Scaffold design: composite biomaterials for complex grafts. (a) Composite scaffold for cartilage tissue engineering made by microscale weaving of polycaprolactone fibers. Top: a schematic of the weave; bottom left: surface view of the weave by scanning electron microscopy (scale bar represents 500 μm); bottom right: fluorescence image of articular chondrocyte seeded weave within a 2% agarose gel, labeled with calcein-AM (scale bar represents 100 μm) (reproduced, with permission, from [32]). (b) Scaffolds for ligament and tendon engineering that were formed through the use of silk fibroin yarns in hierarchically organized forms of bundles, strands and cords. Top: a schematic of the yarn organization; bottom arrows show the twisting direction of the yarns at each level of organization (reproduced, with permission, from [43]). (c) Electrospun polycaprolactone fibres were used to generate scaffolds for engineering an intervertebral disc. Insert: this shows sections that were cut from mats of electrospun fibers to provide different fiber orientations within the sample for mechanical testing; graph: predictions of mechanical properties (modulus) versus experimental data from the samples of electropsun mats, where the modulus of the material was related to the fiber orientation.

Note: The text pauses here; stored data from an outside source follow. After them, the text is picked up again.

use bingdaily::config::ERROR_LOG_FILE_NAME;
use bingdaily::report::write_error_log;
use bingdaily::{BingError, Client, Downloader, Settings};
use clap::Parser;
use std::path::{Path, PathBuf};
use std::process::ExitCode;

#[derive(Debug, Parser)]
#[command(name = "bingdaily", about = "Download the Bing daily image.")]
struct Cli {
    /// The directory to save downloaded images to.
    #[arg(short = 's', long = "savedir", value_name = "DIR")]
    save_dir: PathBuf,
}

#[tokio::main]
async fn main() -> ExitCode {
    dotenvy::dotenv().ok();
    env_logger::init();

    let cli = Cli::parse();

    let settings = match Settings::from_env() {
        Ok(settings) => settings,
        Err(err) => {
            // Without an executable path the log goes to the working directory.
            let _ = write_error_log(Path::new(ERROR_LOG_FILE_NAME), &err);
            return ExitCode::FAILURE;
        }
    };

    match run(&cli, &settings).await {
        Ok(()) => ExitCode::SUCCESS,
        Err(err) => {
            let _ = write_error_log(&settings.error_log_path, &err);
            ExitCode::FAILURE
        }
    }
}

async fn run(cli: &Cli, settings: &Settings) -> Result<(), BingError> {
    let client = Client::new()?
        .with_base_url(settings.base_url.as_str())
        .with_market(settings.market.as_str());
    Downloader::new(client, &settings.cache_path)
        .run(&cli.save_dir)
        .await?;
    Ok(())
}
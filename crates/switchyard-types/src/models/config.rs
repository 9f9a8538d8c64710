//! Gateway configuration models.

use serde::{Deserialize, Serialize};
use std::fmt;
use validator::Validate;

use super::channel::Channel;
use super::provider::Provider;
use super::quota::TenantQuota;

// ============================================================================
// Selection
// ============================================================================

/// Load-balancing strategy.
#[derive(Debug, Clone, Copy, PartialEq, Eq, Hash, Default, Serialize, Deserialize)]
#[serde(rename_all = "snake_case")]
pub enum StrategyKind {
    WeightedRandom,
    RoundRobin,
    LeastConnections,
    #[default]
    BestPerformance,
    /// Switches between the other strategies by measured success rate
    Adaptive,
}

impl StrategyKind {
    /// Strategies the adaptive selector may switch between.
    pub const CONCRETE: [StrategyKind; 4] = [
        StrategyKind::WeightedRandom,
        StrategyKind::RoundRobin,
        StrategyKind::LeastConnections,
        StrategyKind::BestPerformance,
    ];
}

impl fmt::Display for StrategyKind {
    fn fmt(&self, f: &mut fmt::Formatter<'_>) -> fmt::Result {
        match self {
            StrategyKind::WeightedRandom => write!(f, "weighted_random"),
            StrategyKind::RoundRobin => write!(f, "round_robin"),
            StrategyKind::LeastConnections => write!(f, "least_connections"),
            StrategyKind::BestPerformance => write!(f, "best_performance"),
            StrategyKind::Adaptive => write!(f, "adaptive"),
        }
    }
}

/// Coefficients of the best-performance score. Heuristic and tunable.
#[derive(Debug, Clone, PartialEq, Serialize, Deserialize, Validate)]
#[serde(default)]
pub struct ScoringWeights {
    /// Subtracted from unhealthy channels; dominates every other term
    #[validate(range(min = 0.0))]
    pub unhealthy_penalty: f64,
    /// Subtracted from channels without a verdict yet
    #[validate(range(min = 0.0))]
    pub checking_penalty: f64,
    /// Per dispatch in the rolling minute
    #[validate(range(min = 0.0))]
    pub usage_penalty: f64,
    /// Idle time tolerated before a channel counts as cold
    pub staleness_threshold_secs: u64,
    /// Per idle minute beyond the threshold
    #[validate(range(min = 0.0))]
    pub staleness_penalty_per_minute: f64,
    #[validate(range(min = 0.0))]
    pub max_staleness_penalty: f64,
    /// Added when the channel lists the requested model explicitly
    #[validate(range(min = 0.0))]
    pub model_affinity_bonus: f64,
}

impl Default for ScoringWeights {
    fn default() -> Self {
        Self {
            unhealthy_penalty: 1000.0,
            checking_penalty: 25.0,
            usage_penalty: 2.0,
            staleness_threshold_secs: 300,
            staleness_penalty_per_minute: 1.0,
            max_staleness_penalty: 30.0,
            model_affinity_bonus: 10.0,
        }
    }
}

/// Adaptive strategy switching.
#[derive(Debug, Clone, PartialEq, Serialize, Deserialize, Validate)]
#[serde(default)]
pub struct AdaptiveConfig {
    /// Evaluation window length
    #[validate(range(min = 10_u64, max = 86_400_u64))]
    pub window_secs: u64,
    /// Share of traffic routed through a non-active strategy
    #[validate(range(min = 0.0, max = 0.5))]
    pub exploration_ratio: f64,
    /// Outcomes a strategy needs in a window before it may win
    #[validate(range(min = 1_u64))]
    pub min_samples: u64,
}

impl Default for AdaptiveConfig {
    fn default() -> Self {
        Self { window_secs: 300, exploration_ratio: 0.1, min_samples: 20 }
    }
}

#[derive(Debug, Clone, PartialEq, Default, Serialize, Deserialize, Validate)]
pub struct SelectorConfig {
    #[serde(default)]
    pub strategy: StrategyKind,
    #[serde(default)]
    #[validate(nested)]
    pub scoring: ScoringWeights,
    #[serde(default)]
    #[validate(nested)]
    pub adaptive: AdaptiveConfig,
}

// ============================================================================
// Health
// ============================================================================

#[derive(Debug, Clone, PartialEq, Eq, Serialize, Deserialize, Validate)]
#[serde(default)]
pub struct HealthConfig {
    /// Probe interval (default: 30)
    #[validate(range(min = 1_u64, max = 3600_u64))]
    pub check_interval_secs: u64,
    /// Consecutive failures before a channel turns unhealthy (default: 5)
    #[validate(range(min = 1_u32, max = 100_u32))]
    pub failure_threshold: u32,
    /// Per-probe timeout (default: 10)
    #[validate(range(min = 1_u64, max = 120_u64))]
    pub probe_timeout_secs: u64,
    /// Minimum time an unhealthy channel stays unhealthy (default: 0)
    pub recovery_cooldown_secs: u64,
    /// Disable a channel whose probe is rejected with 401/403
    pub auto_disable_on_invalid_credential: bool,
    /// Probes in flight per tick
    #[validate(range(min = 1_usize, max = 256_usize))]
    pub probe_concurrency: usize,
}

impl Default for HealthConfig {
    fn default() -> Self {
        Self {
            check_interval_secs: 30,
            failure_threshold: 5,
            probe_timeout_secs: 10,
            recovery_cooldown_secs: 0,
            auto_disable_on_invalid_credential: true,
            probe_concurrency: 8,
        }
    }
}

// ============================================================================
// Quota, cache, upstream, server
// ============================================================================

#[derive(Debug, Clone, PartialEq, Eq, Serialize, Deserialize, Validate)]
#[serde(default)]
pub struct QuotaConfig {
    /// Pre-check estimate when the request carries no `max_tokens`
    #[validate(range(min = 1_u64))]
    pub default_estimated_tokens: u64,
}

impl Default for QuotaConfig {
    fn default() -> Self {
        Self { default_estimated_tokens: 1024 }
    }
}

#[derive(Debug, Clone, PartialEq, Eq, Serialize, Deserialize, Validate)]
#[serde(default)]
pub struct CacheConfig {
    /// Credential cache time-to-live
    #[validate(range(min = 1_u64, max = 3600_u64))]
    pub credential_ttl_secs: u64,
}

impl Default for CacheConfig {
    fn default() -> Self {
        Self { credential_ttl_secs: 30 }
    }
}

#[derive(Debug, Clone, PartialEq, Eq, Serialize, Deserialize, Validate)]
#[serde(default)]
pub struct UpstreamConfig {
    /// Whole-request timeout for buffered calls
    #[validate(range(min = 1_u64, max = 3600_u64))]
    pub request_timeout_secs: u64,
    #[validate(range(min = 1_u64, max = 120_u64))]
    pub connect_timeout_secs: u64,
    /// Longest silence tolerated between two streamed chunks
    #[validate(range(min = 1_u64, max = 600_u64))]
    pub stream_idle_timeout_secs: u64,
    /// Retry transient failures once on another channel
    pub retry_transient: bool,
}

impl Default for UpstreamConfig {
    fn default() -> Self {
        Self {
            request_timeout_secs: 120,
            connect_timeout_secs: 10,
            stream_idle_timeout_secs: 60,
            retry_transient: true,
        }
    }
}

#[derive(Debug, Clone, PartialEq, Eq, Serialize, Deserialize, Validate)]
#[serde(default)]
pub struct ServerConfig {
    #[validate(length(min = 1_u64))]
    pub host: String,
    #[validate(range(min = 1_u16))]
    pub port: u16,
    /// `tracing` filter directive used when `RUST_LOG` is unset
    pub log_level: String,
}

impl Default for ServerConfig {
    fn default() -> Self {
        Self { host: "127.0.0.1".to_string(), port: 8080, log_level: "info".to_string() }
    }
}

// ============================================================================
// Root
// ============================================================================

/// Full gateway configuration, including seed registry data.
#[derive(Debug, Clone, PartialEq, Default, Serialize, Deserialize, Validate)]
pub struct GatewayConfig {
    #[serde(default)]
    #[validate(nested)]
    pub server: ServerConfig,
    #[serde(default)]
    #[validate(nested)]
    pub health: HealthConfig,
    #[serde(default)]
    #[validate(nested)]
    pub selector: SelectorConfig,
    #[serde(default)]
    #[validate(nested)]
    pub quota: QuotaConfig,
    #[serde(default)]
    #[validate(nested)]
    pub cache: CacheConfig,
    #[serde(default)]
    #[validate(nested)]
    pub upstream: UpstreamConfig,
    #[serde(default)]
    #[validate(nested)]
    pub providers: Vec<Provider>,
    #[serde(default)]
    #[validate(nested)]
    pub channels: Vec<Channel>,
    #[serde(default)]
    pub quotas: Vec<TenantQuota>,
}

These relationships are important in terms of replicating the fiber orientations found in tissue structures, such as the intervertebral disc, to provide sufficient resistance to mechanical compression. (reproduced, with permission, from [33]). (d,e) Examples of key component parts for osteochondral systems. (d) Hydrogels for cartilage – the samples shown were generated from silk fibroin protein by controlling water content during self-assembly into gel states. (e) Porous sponges formed by porogen leaching from silk fibroin after solidification; these sponges are used for bone formation. This system can be pre-mineralized as needed to alter initial mechanical properties.